Duke Student Julia Gaffield
A 26-year old Duke graduate student stumbles upon a rare copy — and possibly the only copy — of Haiti’s Declaration of Independence in a London library.
While researching for her doctoral dissertation at the British National Archives in London, Julia Gaffield found what historians say is the only printed copy of the island nation’s declaration.
The eight-page pamphlet dates 1804, it includes a two-page prologue and the declaration. According to experts, it’s only the second declaration of its kind in the world. The first was the U.S. Declaration of Independence.
Researchers have spent decades trying to locate the document but it’s been unnoticed in the British archives. There is not a lot of documentation left from the early period of Haitian history.

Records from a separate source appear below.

//! File-level check and removal
//!
//! These are the only functions that touch the filesystem: load once, scan or
//! scrub in memory, save once.

use std::path::{Path, PathBuf};
use lopdf::Document;
use tracing::{info, warn};
use crate::error::{Error, Result};
use super::locate::{locate_javascript, Finding};
use super::scrub::{ScrubOptions, ScrubReport, Scrubber};

/// Options for removing JavaScript from a PDF file
#[derive(Debug, Clone)]
pub struct SanitizeOptions {
    /// PDF to sanitize
    pub input_path: PathBuf,
    /// Where the sanitized PDF is written
    pub output_path: PathBuf,
    /// Pass and depth limits
    pub scrub: ScrubOptions,
}

/// Result of sanitizing a file
#[derive(Debug, Clone)]
pub struct SanitizeReport {
    pub scrub: ScrubReport,
    /// Findings in the saved output after reloading it; empty if clean, `None`
    /// if the output could not be loaded back
    pub remaining: Option<Vec<Finding>>,
}

/// Load a PDF, distinguishing a missing file from a malformed one
pub fn load_document(path: &Path) -> Result<Document> {
    if !path.exists() {
        return Err(Error::FileNotFound(path.to_path_buf()));
    }

    Document::load(path).map_err(|source| Error::Load {
        path: path.to_path_buf(),
        source,
    })
}

/// Scan a PDF file for JavaScript actions without modifying it
///
/// # Example
///
/// ```no_run
/// use pdf_sanitizer::pdf::{check_file, ScrubOptions};
/// use std::path::Path;
///
/// let findings = check_file(Path::new("form.pdf"), &ScrubOptions::default())
///     .expect("Failed to check");
/// for finding in &findings {
///     println!("{}", finding);
/// }
/// ```
pub fn check_file(path: &Path, options: &ScrubOptions) -> Result<Vec<Finding>> {
    info!(path = %path.display(), "checking for JavaScript");
    let doc = load_document(path)?;
    let findings = Scrubber::new(options.clone(), path.display().to_string()).check(&doc)?;

    if findings.is_empty() {
        info!(path = %path.display(), "no JavaScript found");
    } else {
        warn!(path = %path.display(), count = findings.len(), "JavaScript found");
    }
    Ok(findings)
}

/// Remove JavaScript actions from a PDF and save the result
///
/// The output is written even when nothing was found, and even when the pass
/// limit was reached; in that case the report says the scrub did not converge.
/// After saving, the output is loaded again and scanned to fill
/// [`SanitizeReport::remaining`]. A failure at that point is logged and does
/// not turn the successful save into an error.
///
/// # Example
///
/// ```no_run
/// use pdf_sanitizer::pdf::{sanitize_file, SanitizeOptions, ScrubOptions};
/// use std::path::PathBuf;
///
/// let options = SanitizeOptions {
///     input_path: PathBuf::from("form.pdf"),
///     output_path: PathBuf::from("form-clean.pdf"),
///     scrub: ScrubOptions::default(),
/// };
///
/// let report = sanitize_file(&options).expect("Failed to sanitize");
/// assert!(report.remaining.is_some_and(|found| found.is_empty()));
/// ```
pub fn sanitize_file(options: &SanitizeOptions) -> Result<SanitizeReport> {
    let input = &options.input_path;
    let output = &options.output_path;

    if same_file(input, output) {
        return Err(Error::SamePath(output.clone()));
    }

    info!(input = %input.display(), output = %output.display(), "removing JavaScript");
    let mut doc = load_document(input)?;
    let scrub = Scrubber::new(options.scrub.clone(), input.display().to_string()).scrub(&mut doc)?;

    doc.save(output).map_err(|source| Error::Save {
        path: output.clone(),
        source,
    })?;
    info!(output = %output.display(), removed = scrub.removed.len(), "saved sanitized PDF");

    let remaining = verify_output(output, options.scrub.max_depth);
    Ok(SanitizeReport { scrub, remaining })
}

/// Load the saved output again and scan it
fn verify_output(output: &Path, max_depth: usize) -> Option<Vec<Finding>> {
    let remaining = load_document(output).and_then(|saved| locate_javascript(&saved, max_depth));
    match remaining {
        Ok(remaining) => {
            if !remaining.is_empty() {
                warn!(output = %output.display(), count = remaining.len(), "JavaScript still present after sanitizing");
            }
            Some(remaining)
        }
        Err(e) => {
            warn!(output = %output.display(), error = %e, "could not verify sanitized PDF");
            None
        }
    }
}

fn same_file(a: &Path, b: &Path) -> bool {
    match (a.canonicalize(), b.canonicalize()) {
        (Ok(a), Ok(b)) => a == b,
        _ => a == b,
    }
}

#[cfg(test)]
mod tests {
    use super::*;
    use crate::pdf::value::DEFAULT_MAX_DEPTH;

    #[test]
    fn test_check_nonexistent_file() {
        let result = check_file(Path::new("nonexistent.pdf"), &ScrubOptions::default());
        assert!(matches!(result.unwrap_err(), Error::FileNotFound(_)));
    }

    #[test]
    fn test_sanitize_nonexistent_file() {
        let options = SanitizeOptions {
            input_path: PathBuf::from("nonexistent.pdf"),
            output_path: PathBuf::from("out.pdf"),
            scrub: ScrubOptions::default(),
        };
        assert!(matches!(sanitize_file(&options).unwrap_err(), Error::FileNotFound(_)));
    }

    #[test]
    fn test_unreadable_output_is_unverified() {
        let temp_dir = tempfile::TempDir::new().unwrap();
        let output = temp_dir.path().join("truncated.pdf");
        std::fs::write(&output, b"%PDF-1.5\n").unwrap();

        assert!(verify_output(&output, DEFAULT_MAX_DEPTH).is_none());
        assert!(verify_output(&temp_dir.path().join("missing.pdf"), DEFAULT_MAX_DEPTH).is_none());
    }

    // Integration tests with generated PDFs are in the tests/ directory
}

Professors at Duke speculate Haiti’s first independent leader sent the declaration to the British. It holds great historical importance to people in both Haiti and in Britain. If you take a look at the document here, it gives an insight into the first successful slave rebellion we know of. There was extreme political and physical oppression of slaves at the time, eventually leading to the revolt against French rule. The revolution started in 1791 and continued until the island, including Santo Domingo, was declared a republic under the name of Haiti in 1804.
“I wasn’t specifically looking for it, but I had an eye out for it because I knew it was missing,” Gaffield says in a release. “We figured there was an original somewhere, but didn’t know if it still existed.”